* [Task]
Across the data below, how many lines hold "expr"? Answer with that number and nothing else.
*** Opening Records for this task ***
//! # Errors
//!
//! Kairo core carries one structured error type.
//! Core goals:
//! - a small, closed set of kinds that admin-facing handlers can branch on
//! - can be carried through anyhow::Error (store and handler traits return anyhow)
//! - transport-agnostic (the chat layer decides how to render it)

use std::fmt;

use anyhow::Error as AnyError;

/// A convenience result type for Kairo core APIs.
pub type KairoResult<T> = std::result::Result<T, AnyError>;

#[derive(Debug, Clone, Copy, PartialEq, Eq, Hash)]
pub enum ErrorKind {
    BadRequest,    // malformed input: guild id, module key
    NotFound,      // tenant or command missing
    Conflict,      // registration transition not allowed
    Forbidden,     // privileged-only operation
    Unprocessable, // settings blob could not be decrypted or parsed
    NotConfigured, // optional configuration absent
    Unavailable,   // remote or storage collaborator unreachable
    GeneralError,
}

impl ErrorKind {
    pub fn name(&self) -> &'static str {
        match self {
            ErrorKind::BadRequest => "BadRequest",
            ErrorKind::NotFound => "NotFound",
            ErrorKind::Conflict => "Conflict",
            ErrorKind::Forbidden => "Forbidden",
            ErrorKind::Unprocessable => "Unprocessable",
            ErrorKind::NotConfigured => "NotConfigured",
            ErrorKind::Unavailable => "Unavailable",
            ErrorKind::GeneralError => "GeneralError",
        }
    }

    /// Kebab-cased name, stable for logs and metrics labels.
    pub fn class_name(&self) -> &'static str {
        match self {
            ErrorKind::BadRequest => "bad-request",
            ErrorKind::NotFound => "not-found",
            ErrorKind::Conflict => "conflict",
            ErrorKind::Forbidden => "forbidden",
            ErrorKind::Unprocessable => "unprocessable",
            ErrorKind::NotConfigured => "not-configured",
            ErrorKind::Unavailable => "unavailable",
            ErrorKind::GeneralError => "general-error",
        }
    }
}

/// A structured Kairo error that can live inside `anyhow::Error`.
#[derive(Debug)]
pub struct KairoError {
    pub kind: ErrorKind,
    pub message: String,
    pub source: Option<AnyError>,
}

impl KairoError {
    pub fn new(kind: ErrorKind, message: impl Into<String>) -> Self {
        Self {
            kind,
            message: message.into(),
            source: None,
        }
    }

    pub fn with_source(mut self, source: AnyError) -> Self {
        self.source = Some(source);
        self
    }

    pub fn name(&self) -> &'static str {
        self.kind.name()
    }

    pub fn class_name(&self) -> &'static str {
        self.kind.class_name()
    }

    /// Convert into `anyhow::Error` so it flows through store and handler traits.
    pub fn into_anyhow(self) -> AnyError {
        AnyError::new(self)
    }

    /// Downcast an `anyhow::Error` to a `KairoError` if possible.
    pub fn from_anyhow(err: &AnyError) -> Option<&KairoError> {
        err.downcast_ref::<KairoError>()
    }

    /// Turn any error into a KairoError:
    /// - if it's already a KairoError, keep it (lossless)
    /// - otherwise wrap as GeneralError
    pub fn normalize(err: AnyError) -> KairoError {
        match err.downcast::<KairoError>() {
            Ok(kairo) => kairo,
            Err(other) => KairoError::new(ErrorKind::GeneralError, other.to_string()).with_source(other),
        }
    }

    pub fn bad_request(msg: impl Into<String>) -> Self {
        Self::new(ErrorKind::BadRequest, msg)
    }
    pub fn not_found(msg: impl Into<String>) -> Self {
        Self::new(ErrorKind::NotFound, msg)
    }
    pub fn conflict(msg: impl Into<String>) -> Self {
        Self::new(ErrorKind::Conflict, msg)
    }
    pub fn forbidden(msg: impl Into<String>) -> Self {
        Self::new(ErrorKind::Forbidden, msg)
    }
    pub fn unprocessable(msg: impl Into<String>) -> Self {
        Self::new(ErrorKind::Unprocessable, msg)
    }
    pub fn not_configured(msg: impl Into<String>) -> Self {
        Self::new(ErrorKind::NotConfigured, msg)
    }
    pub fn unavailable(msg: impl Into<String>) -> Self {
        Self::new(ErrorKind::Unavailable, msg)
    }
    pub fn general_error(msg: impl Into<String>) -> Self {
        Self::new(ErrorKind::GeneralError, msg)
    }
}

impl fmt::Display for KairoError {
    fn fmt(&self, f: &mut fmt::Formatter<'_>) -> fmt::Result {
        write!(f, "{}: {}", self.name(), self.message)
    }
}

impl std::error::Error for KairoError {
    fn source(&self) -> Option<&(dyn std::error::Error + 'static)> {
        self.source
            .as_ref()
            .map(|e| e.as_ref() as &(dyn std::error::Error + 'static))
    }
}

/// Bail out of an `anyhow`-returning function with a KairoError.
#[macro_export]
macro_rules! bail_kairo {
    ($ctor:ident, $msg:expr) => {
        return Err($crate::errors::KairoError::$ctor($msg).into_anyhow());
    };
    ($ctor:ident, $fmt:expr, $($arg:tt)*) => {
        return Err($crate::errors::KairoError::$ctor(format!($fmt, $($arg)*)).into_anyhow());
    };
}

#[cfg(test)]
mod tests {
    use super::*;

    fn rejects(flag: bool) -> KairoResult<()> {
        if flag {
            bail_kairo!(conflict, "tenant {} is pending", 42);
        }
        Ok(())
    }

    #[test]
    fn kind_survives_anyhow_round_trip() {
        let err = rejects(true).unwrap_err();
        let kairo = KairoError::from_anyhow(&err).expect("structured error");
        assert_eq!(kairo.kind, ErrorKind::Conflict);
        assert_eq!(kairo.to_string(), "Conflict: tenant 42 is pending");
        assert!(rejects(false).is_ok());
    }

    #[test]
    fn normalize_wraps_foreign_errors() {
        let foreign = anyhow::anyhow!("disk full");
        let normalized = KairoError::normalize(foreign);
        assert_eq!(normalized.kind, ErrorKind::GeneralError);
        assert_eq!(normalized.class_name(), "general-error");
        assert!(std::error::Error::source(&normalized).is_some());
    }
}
*** Closing Records for this task ***
* [Written answer]
2